## Directions
Look through the listing below for the word "responses" and copy every line where it occurs.
[[ Given records open ]]
//! Code verification service.
//!
//! Renders the grading prompt, forwards it to the verification model and
//! turns the raw reply into a [`Verdict`].

use std::sync::Arc;

use async_trait::async_trait;
use tracing::{debug, warn};

use crate::domain::ports::{CodeVerifier, VerificationModel};
use crate::domain::{Error, Verdict, VerificationPrompt, VerificationRequest};

/// Verification service implementing [`CodeVerifier`].
#[derive(Clone)]
pub struct VerificationService<M> {
    model: Arc<M>,
}

impl<M> VerificationService<M> {
    /// Create a new service over the model port.
    pub fn new(model: Arc<M>) -> Self {
        Self { model }
    }
}

#[async_trait]
impl<M> CodeVerifier for VerificationService<M>
where
    M: VerificationModel,
{
    async fn verify(&self, request: &VerificationRequest) -> Result<Verdict, Error> {
        let prompt = VerificationPrompt::build(request);
        let reply = self.model.complete(&prompt).await.map_err(|error| {
            warn!(error_kind = error.kind(), %error, "verification model call failed");
            Error::service_unavailable(error.to_string())
        })?;
        let verdict = Verdict::from_model_reply(reply.as_deref());
        debug!(language = %request.language, ?verdict, "verification finished");
        Ok(verdict)
    }
}
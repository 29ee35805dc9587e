//! `verify-code` remote procedure.
//!
//! ```text
//! OPTIONS /functions/v1/verify-code
//! POST    /functions/v1/verify-code {"code":"...","problem":"...","language":"python"}
//! ```
//!
//! Mirrors the hosted serverless function the browser client calls directly,
//! so its envelope differs from the `/api/v1` surface: successes are
//! `{"is_correct": bool}`, every failure is `500 {"error": "..."}` and each
//! response carries CORS headers.

use actix_web::http::header;
use actix_web::{HttpResponse, HttpResponseBuilder, options, post, web};
use serde::{Deserialize, Serialize};
use tracing::{info, warn};
use utoipa::ToSchema;

use crate::domain::VerificationRequest;
use crate::inbound::http::state::HttpState;

const ALLOW_METHODS: &str = "POST, OPTIONS";
const ALLOW_HEADERS: &str = "authorization, content-type, apikey, x-client-info";

/// CORS policy for the procedure.
#[derive(Debug, Clone)]
pub struct VerifyCodeCors {
    allowed_origin: String,
}

impl VerifyCodeCors {
    /// Policy answering with `allowed_origin`, e.g. `*` or one site origin.
    pub fn new(allowed_origin: impl Into<String>) -> Self {
        Self {
            allowed_origin: allowed_origin.into(),
        }
    }

    fn apply(&self, mut builder: HttpResponseBuilder) -> HttpResponseBuilder {
        builder
            .insert_header((
                header::ACCESS_CONTROL_ALLOW_ORIGIN,
                self.allowed_origin.as_str(),
            ))
            .insert_header((header::ACCESS_CONTROL_ALLOW_METHODS, ALLOW_METHODS))
            .insert_header((header::ACCESS_CONTROL_ALLOW_HEADERS, ALLOW_HEADERS));
        builder
    }
}

impl Default for VerifyCodeCors {
    fn default() -> Self {
        Self::new("*")
    }
}

/// Request body.
#[derive(Debug, Deserialize, Serialize, ToSchema)]
pub struct VerifyCodeRequest {
    /// Source code to grade.
    pub code: String,
    /// Problem statement.
    pub problem: String,
    /// Language name, passed to the prompt as given.
    #[schema(example = "python")]
    pub language: String,
}

impl From<VerifyCodeRequest> for VerificationRequest {
    fn from(value: VerifyCodeRequest) -> Self {
        Self {
            code: value.code,
            problem: value.problem,
            language: value.language,
        }
    }
}

/// Successful verdict.
#[derive(Debug, Deserialize, Serialize, ToSchema)]
pub struct VerifyCodeResponse {
    /// Whether the model judged the code correct.
    pub is_correct: bool,
}

/// Failure envelope.
#[derive(Debug, Deserialize, Serialize, ToSchema)]
pub struct VerifyCodeError {
    /// Why grading did not happen.
    #[schema(example = "CODERUSH_CODESTRAL_API_URL or CODERUSH_CODESTRAL_API_KEY is not set")]
    pub error: String,
}

fn failure(cors: &VerifyCodeCors, message: impl Into<String>) -> HttpResponse {
    cors.apply(HttpResponse::InternalServerError())
        .json(VerifyCodeError {
            error: message.into(),
        })
}

/// CORS preflight.
#[utoipa::path(
    options,
    path = "/functions/v1/verify-code",
    responses((status = 200, description = "Preflight accepted", body = String)),
    tags = ["functions"],
    operation_id = "verifyCodePreflight",
    security([])
)]
#[options("/verify-code")]
pub async fn verify_code_preflight(cors: web::Data<VerifyCodeCors>) -> HttpResponse {
    cors.apply(HttpResponse::Ok()).body("ok")
}

/// Ask the model whether `code` solves `problem`.
#[utoipa::path(
    post,
    path = "/functions/v1/verify-code",
    request_body = VerifyCodeRequest,
    responses(
        (status = 200, description = "Verdict", body = VerifyCodeResponse),
        (status = 500, description = "Malformed body, missing configuration or upstream failure",
            body = VerifyCodeError)
    ),
    tags = ["functions"],
    operation_id = "verifyCode",
    security([])
)]
#[post("/verify-code")]
pub async fn verify_code(
    state: web::Data<HttpState>,
    cors: web::Data<VerifyCodeCors>,
    body: web::Bytes,
) -> HttpResponse {
    let request: VerifyCodeRequest = match serde_json::from_slice(&body) {
        Ok(request) => request,
        Err(error) => {
            warn!(%error, "verify-code body rejected");
            return failure(&cors, error.to_string());
        }
    };
    let request = VerificationRequest::from(request);
    match state.verifier.verify(&request).await {
        Ok(verdict) => {
            info!(language = %request.language, ?verdict, "verify-code answered");
            cors.apply(HttpResponse::Ok()).json(VerifyCodeResponse {
                is_correct: verdict.is_correct(),
            })
        }
        Err(error) => {
            warn!(%error, "verify-code failed");
            failure(&cors, error.message())
        }
    }
}
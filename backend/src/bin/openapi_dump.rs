//! Print the OpenAPI document as JSON.

use coderush::doc::ApiDoc;
use utoipa::OpenApi;

fn main() -> Result<(), serde_json::Error> {
    println!("{}", ApiDoc::openapi().to_pretty_json()?);
    Ok(())
}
[[ Given records closed ]]
## Result of this exercise
    responses((status = 200, description = "Preflight accepted", body = String)),
    responses(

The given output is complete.